In a comic debut, the lives of five characters come undone at a remote Colorado summer camp.
It takes more than 300 pages for first-time novelist Abel to reveal the meaning of her title, delivered in the baritone of melancholy Ira Silver, who has shuttered his radical left newspaper: “Maybe everybody has one decade, call it an optimistic decade, when the world feels malleable and the self strong.” Twelve pages later, his wife and partner, Georgia, succinctly disagrees: “Such typical Ira bullshit, creating a universal theory out of his own personal malaise.” The recipient of this yin and yang commentary is their daughter, Rebecca, a Berkeley undergraduate, late to her own coming-of-age party. As the novel begins, Ira mystifies Rebecca by ordering her to a high-altitude summer camp: “He’d never given her a gift of any kind before, material or experiential.” The destination, called Llamalo, is run by her charismatic cousin, Caleb, “his name the birdsong of this place.” He tells campers “Llamalo is an invitation to act differently, to be someone new. How often do you get that chance?” Caleb is a bit of a hustler; he bought the failing spread of a small cattle farmer, Don Talc, and his son, Donnie, whose resentment at losing the land morphs into a kind of Cliven Bundy–style rage. Abel is excellent at class resentment and its signifiers—Caleb cleans out the faltering town’s clothes and tools and figurines at auction for camp costumes and art projects.
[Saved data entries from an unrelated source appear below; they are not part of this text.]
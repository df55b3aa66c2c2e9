//! Idempotent projection of client state onto the kernel packet filter.
//!
//! Rules are keyed by source MAC on the LAN→WAN path. Arguments are always
//! explicit vectors built from validated fields; a value that fails
//! validation is rejected before any process is spawned. A kernel operation
//! that fails after validation is retried once, then surfaced as
//! `KernelError`; the caller's committed state stands and the
//! reconciliation task re-applies the rule on a later pass.

use std::collections::BTreeSet;
use std::process::Output;
use std::sync::Mutex;
use std::time::Duration;

use async_trait::async_trait;
use tokio::process::Command;
use tokio::time::timeout;
use tracing::{debug, warn};

use crate::error::{CoreError, CoreResult};
use crate::metrics;
use crate::net::{kernel_mac, validate_iface};

const COMMAND_TIMEOUT: Duration = Duration::from_secs(5);

#[async_trait]
pub trait Firewall: Send + Sync {
    /// Open forwarding for a MAC. A second grant is a no-op.
    async fn grant(&self, mac: &str) -> CoreResult<()>;

    /// Close forwarding for a MAC. Idempotent.
    async fn revoke(&self, mac: &str) -> CoreResult<()>;

    /// Drop packets from `mac` whose TTL differs from the expected baseline.
    /// Fails with `Unsupported` when the kernel lacks the TTL match.
    async fn install_ttl_drop(&self, mac: &str, expected_ttl: u8) -> CoreResult<()>;

    async fn remove_ttl_drop(&self, mac: &str, expected_ttl: u8) -> CoreResult<()>;

    /// One-time boot setup: portal DNAT, INPUT allowances, default-drop
    /// FORWARD, WAN masquerade.
    async fn install_portal_redirect(&self) -> CoreResult<()>;

    /// MACs currently granted; used only for reconciliation.
    async fn list_authorized(&self) -> CoreResult<Vec<String>>;
}

/// Production driver speaking to iptables.
pub struct IptablesFirewall {
    lan: String,
    wan: String,
    portal_port: u16,
    ttl_match_supported: bool,
}

impl IptablesFirewall {
    pub async fn new(lan: &str, wan: &str, portal_port: u16) -> CoreResult<Self> {
        validate_iface(lan)?;
        validate_iface(wan)?;
        let ttl_match_supported = probe_ttl_match().await;
        if !ttl_match_supported {
            warn!("kernel TTL match unavailable; anti-tethering drops disabled");
        }
        Ok(Self {
            lan: lan.to_string(),
            wan: wan.to_string(),
            portal_port,
            ttl_match_supported,
        })
    }

    fn forward_rule<'a>(&'a self, mac: &'a str) -> Vec<&'a str> {
        vec![
            "FORWARD", "-i", &self.lan, "-m", "mac", "--mac-source", mac, "-j", "ACCEPT",
        ]
    }

    /// NAT-table bypass so a granted client's packets skip the portal DNAT
    /// and egress through the WAN masquerade.
    fn nat_bypass_rule<'a>(&'a self, mac: &'a str) -> Vec<&'a str> {
        vec![
            "-t", "nat", "PREROUTING", "-i", &self.lan, "-m", "mac", "--mac-source", mac, "-j",
            "ACCEPT",
        ]
    }

    fn ttl_drop_rule<'a>(&'a self, mac: &'a str, ttl: &'a str) -> Vec<&'a str> {
        vec![
            "-t", "mangle", "PREROUTING", "-i", &self.lan, "-m", "mac", "--mac-source", mac,
            "-m", "ttl", "!", "--ttl-eq", ttl, "-j", "DROP",
        ]
    }

    /// Insert `rule` (a chain-prefixed arg vector) with the given action
    /// (`-I`, `-A`, or `-D`), checking with `-C` first so grant/revoke stay
    /// idempotent against the live kernel state.
    async fn apply_rule(&self, op: &str, action: &str, rule: &[&str]) -> CoreResult<()> {
        let exists = self.rule_exists(rule).await;
        match action {
            "-D" if !exists => {
                debug!(op, "rule already absent");
                return Ok(());
            }
            "-I" | "-A" if exists => {
                debug!(op, "rule already present");
                return Ok(());
            }
            _ => {}
        }
        let args = with_action(action, rule);
        self.run_checked(op, &args).await
    }

    async fn rule_exists(&self, rule: &[&str]) -> bool {
        let args = with_action("-C", rule);
        match run_iptables(&args).await {
            Ok(out) => out.status.success(),
            Err(_) => false,
        }
    }

    /// Run iptables with one retry; second failure is a `KernelError`.
    async fn run_checked(&self, op: &str, args: &[String]) -> CoreResult<()> {
        let mut last_err = String::new();
        for attempt in 0..2u32 {
            match run_iptables(args).await {
                Ok(out) if out.status.success() => {
                    metrics::FIREWALL_OPS.with_label_values(&[op, "ok"]).inc();
                    return Ok(());
                }
                Ok(out) => {
                    last_err = String::from_utf8_lossy(&out.stderr).trim().to_string();
                }
                Err(e) => last_err = e.to_string(),
            }
            warn!(op, attempt, error = %last_err, "iptables invocation failed");
        }
        metrics::FIREWALL_OPS.with_label_values(&[op, "error"]).inc();
        Err(CoreError::KernelError(format!("{op}: {last_err}")))
    }
}

/// `-w` serializes on the xtables lock so concurrent invocations queue
/// instead of failing.
async fn run_iptables(args: &[String]) -> CoreResult<Output> {
    let fut = Command::new("iptables")
        .arg("-w")
        .args(args)
        .kill_on_drop(true)
        .output();
    match timeout(COMMAND_TIMEOUT, fut).await {
        Ok(Ok(out)) => Ok(out),
        Ok(Err(e)) => Err(CoreError::KernelError(format!("spawn iptables: {e}"))),
        Err(_) => Err(CoreError::KernelError("iptables timed out".into())),
    }
}

fn with_action(action: &str, rule: &[&str]) -> Vec<String> {
    // Table selector (-t <name>) must precede the action flag.
    let mut args: Vec<String> = Vec::with_capacity(rule.len() + 1);
    let mut rest = rule;
    if rule.first() == Some(&"-t") && rule.len() >= 2 {
        args.push(rule[0].to_string());
        args.push(rule[1].to_string());
        rest = &rule[2..];
    }
    args.push(action.to_string());
    args.extend(rest.iter().map(|s| s.to_string()));
    args
}

async fn probe_ttl_match() -> bool {
    let args = vec!["-m".to_string(), "ttl".to_string(), "--help".to_string()];
    match run_iptables(&args).await {
        Ok(out) => out.status.success(),
        Err(_) => false,
    }
}

/// Extract granted MACs from `iptables -S FORWARD` output.
fn parse_authorized(listing: &str) -> Vec<String> {
    let mut macs = Vec::new();
    for line in listing.lines() {
        if !line.contains("-j ACCEPT") {
            continue;
        }
        let mut fields = line.split_whitespace().peekable();
        while let Some(field) = fields.next() {
            if field == "--mac-source" {
                if let Some(mac) = fields.peek() {
                    if let Ok(mac) = kernel_mac(mac) {
                        macs.push(mac);
                    }
                }
            }
        }
    }
    macs
}

#[async_trait]
impl Firewall for IptablesFirewall {
    async fn grant(&self, mac: &str) -> CoreResult<()> {
        let mac = kernel_mac(mac)?;
        self.apply_rule("grant", "-I", &self.forward_rule(&mac)).await?;
        self.apply_rule("grant", "-I", &self.nat_bypass_rule(&mac)).await?;
        debug!(mac = %mac, "forwarding granted");
        Ok(())
    }

    async fn revoke(&self, mac: &str) -> CoreResult<()> {
        let mac = kernel_mac(mac)?;
        self.apply_rule("revoke", "-D", &self.forward_rule(&mac)).await?;
        self.apply_rule("revoke", "-D", &self.nat_bypass_rule(&mac)).await?;
        debug!(mac = %mac, "forwarding revoked");
        Ok(())
    }

    async fn install_ttl_drop(&self, mac: &str, expected_ttl: u8) -> CoreResult<()> {
        let mac = kernel_mac(mac)?;
        if expected_ttl == 0 {
            return Err(CoreError::InvalidInput("TTL 0 is not a valid baseline".into()));
        }
        if !self.ttl_match_supported {
            return Err(CoreError::Unsupported("kernel TTL match unavailable".into()));
        }
        let ttl = expected_ttl.to_string();
        self.apply_rule("ttl_drop", "-A", &self.ttl_drop_rule(&mac, &ttl)).await
    }

    async fn remove_ttl_drop(&self, mac: &str, expected_ttl: u8) -> CoreResult<()> {
        let mac = kernel_mac(mac)?;
        if !self.ttl_match_supported {
            return Ok(());
        }
        let ttl = expected_ttl.to_string();
        self.apply_rule("ttl_drop", "-D", &self.ttl_drop_rule(&mac, &ttl)).await
    }

    async fn install_portal_redirect(&self) -> CoreResult<()> {
        let port = self.portal_port.to_string();
        let dhcp = "67:68".to_string();

        // Unmetered HTTP lands on the portal.
        self.apply_rule(
            "redirect",
            "-A",
            &[
                "-t", "nat", "PREROUTING", "-i", &self.lan, "-p", "tcp", "--dport", "80", "-j",
                "REDIRECT", "--to-ports", &port,
            ],
        )
        .await?;

        // DHCP, DNS, and the portal itself must reach this host.
        self.apply_rule(
            "redirect",
            "-A",
            &["INPUT", "-i", &self.lan, "-p", "udp", "--dport", &dhcp, "-j", "ACCEPT"],
        )
        .await?;
        self.apply_rule(
            "redirect",
            "-A",
            &["INPUT", "-i", &self.lan, "-p", "udp", "--dport", "53", "-j", "ACCEPT"],
        )
        .await?;
        self.apply_rule(
            "redirect",
            "-A",
            &["INPUT", "-i", &self.lan, "-p", "tcp", "--dport", "53", "-j", "ACCEPT"],
        )
        .await?;
        self.apply_rule(
            "redirect",
            "-A",
            &["INPUT", "-i", &self.lan, "-p", "tcp", "--dport", &port, "-j", "ACCEPT"],
        )
        .await?;

        // Replies to granted clients flow without per-packet MAC matching.
        self.apply_rule(
            "redirect",
            "-A",
            &[
                "FORWARD", "-m", "conntrack", "--ctstate", "ESTABLISHED,RELATED", "-j", "ACCEPT",
            ],
        )
        .await?;

        // Default-drop: only granted MACs get out.
        self.run_checked(
            "redirect",
            &["-P".to_string(), "FORWARD".to_string(), "DROP".to_string()],
        )
        .await?;

        self.apply_rule(
            "redirect",
            "-A",
            &["-t", "nat", "POSTROUTING", "-o", &self.wan, "-j", "MASQUERADE"],
        )
        .await?;

        Ok(())
    }

    async fn list_authorized(&self) -> CoreResult<Vec<String>> {
        let args = vec!["-S".to_string(), "FORWARD".to_string()];
        let out = run_iptables(&args).await?;
        if !out.status.success() {
            return Err(CoreError::KernelError(
                String::from_utf8_lossy(&out.stderr).trim().to_string(),
            ));
        }
        Ok(parse_authorized(&String::from_utf8_lossy(&out.stdout)))
    }
}

/// In-memory fake for tests: records every call, never touches the kernel.
#[derive(Default)]
pub struct MemoryFirewall {
    state: Mutex<MemoryState>,
    /// When false, `install_ttl_drop` reports `Unsupported`.
    pub ttl_match_supported: bool,
}

#[derive(Default)]
struct MemoryState {
    granted: BTreeSet<String>,
    ttl_drops: BTreeSet<(String, u8)>,
    grant_calls: Vec<String>,
    revoke_calls: Vec<String>,
    redirect_installed: bool,
}

impl MemoryFirewall {
    pub fn new() -> Self {
        Self {
            state: Mutex::new(MemoryState::default()),
            ttl_match_supported: true,
        }
    }

    pub fn granted(&self) -> Vec<String> {
        self.state.lock().unwrap().granted.iter().cloned().collect()
    }

    pub fn is_granted(&self, mac: &str) -> bool {
        self.state.lock().unwrap().granted.contains(mac)
    }

    pub fn grant_calls(&self, mac: &str) -> usize {
        self.state.lock().unwrap().grant_calls.iter().filter(|m| *m == mac).count()
    }

    pub fn revoke_calls(&self, mac: &str) -> usize {
        self.state.lock().unwrap().revoke_calls.iter().filter(|m| *m == mac).count()
    }

    pub fn has_ttl_drop(&self, mac: &str, ttl: u8) -> bool {
        self.state.lock().unwrap().ttl_drops.contains(&(mac.to_string(), ttl))
    }

    pub fn redirect_installed(&self) -> bool {
        self.state.lock().unwrap().redirect_installed
    }

    /// Simulate out-of-band kernel drift for reconciliation tests.
    pub fn force_remove(&self, mac: &str) {
        self.state.lock().unwrap().granted.remove(mac);
    }
}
Abel writes in larking, pleasurable sentences, letting each protagonist—including David Cohen, devoted camper and Rebecca’s childhood friend—wrestle with loneliness and horniness and purpose. The story moves across one summer in the early 1990s, with short, clever flashbacks to the Reagan-era 1980s. But the pacing is off: Very little happens in the first third and too much is crammed into the last stretch.
A playful look at Jewish coming-of-age and coming-to-terms in the American West.